Among the alleged ills of globalisation, few have dominated the headlines in the past decade as much as worsening inequality.

From the Occupy Wall Street movement to the rise of US Senator Bernie Sanders and President Donald Trump, the resurgence of nationalism in Europe and South America, to burgeoning populism in much of Asia, the yawning rich-poor gap looms large, be it in the forefront or background.

Existing economic research does not draw a clear link between globalisation of trade and the income of the very rich.

Researchers usually focus on the wage difference between skilled and unskilled workers in the economy, or what is termed the “skill premium”. However, this premium cannot easily explain the income of the richest of the rich, the top 0.1%, whose earnings usually consists of executive compensation, business profits and capital gains.

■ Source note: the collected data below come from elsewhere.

// Ultralytics 🚀 AGPL-3.0 License - https://ultralytics.com/license
//! 录像库: 列出与安全解析事件录像文件名

use regex::Regex;
use std::path::{Path, PathBuf};
use std::sync::OnceLock;
use thiserror::Error;

#[derive(Debug, Error)]
pub enum LibraryError {
    #[error("invalid recording name: {0}")]
    InvalidName(String),
    #[error("recording not found: {0}")]
    NotFound(String),
    #[error("failed to read recordings directory {path}: {source}")]
    Io {
        path: PathBuf,
        #[source]
        source: std::io::Error,
    },
}

fn name_pattern() -> Option<&'static Regex> {
    static PATTERN: OnceLock<Option<Regex>> = OnceLock::new();
    PATTERN
        .get_or_init(|| Regex::new(r"^[A-Za-z0-9_.\-]+\.(mjpeg|mp4|avi)$").ok())
        .as_ref()
}

/// 文件名是否合法 (不允许路径分隔符与 `..`)
pub fn is_valid_name(name: &str) -> bool {
    !name.contains("..")
        && !name.contains('/')
        && !name.contains('\\')
        && name_pattern().is_some_and(|re| re.is_match(name))
}

#[derive(Clone, Debug)]
pub struct RecordingLibrary {
    dir: PathBuf,
}

impl RecordingLibrary {
    pub fn new(dir: impl Into<PathBuf>) -> Self {
        Self { dir: dir.into() }
    }

    pub fn dir(&self) -> &Path {
        &self.dir
    }

    /// 最新在前 (文件名倒序, 时间戳在文件名中)
    pub fn list(&self) -> Result<Vec<String>, LibraryError> {
        let entries = match std::fs::read_dir(&self.dir) {
            Ok(entries) => entries,
            // 目录尚未创建: 还没有任何录像
            Err(e) if e.kind() == std::io::ErrorKind::NotFound => return Ok(Vec::new()),
            Err(source) => {
                return Err(LibraryError::Io {
                    path: self.dir.clone(),
                    source,
                })
            }
        };

        let mut names: Vec<String> = entries
            .filter_map(|entry| entry.ok())
            .filter(|entry| entry.file_type().map(|t| t.is_file()).unwrap_or(false))
            .filter_map(|entry| entry.file_name().into_string().ok())
            .filter(|name| is_valid_name(name))
            .collect();
        names.sort_unstable_by(|a, b| b.cmp(a));
        Ok(names)
    }

    /// 解析为库目录内的现有文件
    pub fn resolve(&self, name: &str) -> Result<PathBuf, LibraryError> {
        if !is_valid_name(name) {
            return Err(LibraryError::InvalidName(name.to_string()));
        }
        let path = self.dir.join(name);
        if path.is_file() {
            Ok(path)
        } else {
            Err(LibraryError::NotFound(name.to_string()))
        }
    }
}

#[cfg(test)]
mod tests {
    use super::*;

    #[test]
    fn test_name_validation() {
        assert!(is_valid_name("cam1_incident_20240101120000000.mjpeg"));
        assert!(is_valid_name("clip-2.mp4"));
        assert!(is_valid_name("a.avi"));
        assert!(!is_valid_name("../secret.mp4"));
        assert!(!is_valid_name("..mp4"));
        assert!(!is_valid_name("dir/clip.mp4"));
        assert!(!is_valid_name("dir\\clip.mp4"));
        assert!(!is_valid_name("clip.txt"));
        assert!(!is_valid_name("clip mp4.mp4"));
        assert!(!is_valid_name(""));
    }

    #[test]
    fn test_list_newest_first() {
        let dir = tempfile::tempdir().unwrap();
        for name in [
            "cam1_incident_20240101120000000.mjpeg",
            "cam1_incident_20240301120000000.mjpeg",
            "cam2_incident_20240201120000000.mjpeg",
            "notes.txt",
        ] {
            std::fs::write(dir.path().join(name), b"x").unwrap();
        }
        std::fs::create_dir(dir.path().join("sub.mp4")).unwrap();

        let lib = RecordingLibrary::new(dir.path());
        assert_eq!(
            lib.list().unwrap(),
            vec![
                "cam2_incident_20240201120000000.mjpeg",
                "cam1_incident_20240301120000000.mjpeg",
                "cam1_incident_20240101120000000.mjpeg",
            ]
        );
    }

    #[test]
    fn test_missing_dir_is_empty() {
        let dir = tempfile::tempdir().unwrap();
        let lib = RecordingLibrary::new(dir.path().join("absent"));
        assert!(lib.list().unwrap().is_empty());
    }

    #[test]
    fn test_resolve() {
        let dir = tempfile::tempdir().unwrap();
        std::fs::write(dir.path().join("a.mjpeg"), b"x").unwrap();
        let lib = RecordingLibrary::new(dir.path());

        assert_eq!(lib.resolve("a.mjpeg").unwrap(), dir.path().join("a.mjpeg"));
        assert!(matches!(lib.resolve("b.mjpeg"), Err(LibraryError::NotFound(_))));
        assert!(matches!(
            lib.resolve("../a.mjpeg"),
            Err(LibraryError::InvalidName(_))
        ));
    }
}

Lin Ma of the National University of Singapore and I sought to fill some of this knowledge gap of the interplay of globalisation and top income shares, a subject that is becoming increasingly important in the design of public policies around the world. Our paper examines how globalisation shapes the income gap between the ultra-rich and the rest of the population.

We found that inequality in firms in the United States – measured as the difference between CEO compensation and the average wage in the rest of the firm – was 50 percent larger among firms that exported overseas compared to those that sold only domestically.

We showed that this larger inequality came from export-driven growth: With globalisation, the exporters increased in size and became more unequal in terms of compensation. This globalisation-driven increase in inequality accounts for 44 percent of the income surge for the very top earners in the US.

The exporter premium

For this project, we combined firm-level data from three sources: tax records from the US Internal Revenue Service combined with the US Census Bureau detailed each firm’s payroll expenses; data from the US Border Customs provided firm-level exports; and data from Standard & Poor’s described executive compensation.

Our matched firm-level data comprised 17,233 firm-year observations between 1992 and 2007, with 2,561 unique firms. The combined dataset covered around half of US public firms, and about three quarters of those firms exported abroad.

With this new dataset, we documented how globalisation disproportionately benefits the top executives relative to the workers within the same firm. We found that the CEO-to-worker pay ratio was 50.7 percent higher among exporters than among non-exporters, rising to 73.3 percent in the manufacturing sector. A 1 percent increase in firm exports was associated with a 0.12 percent increase in within-firm inequality.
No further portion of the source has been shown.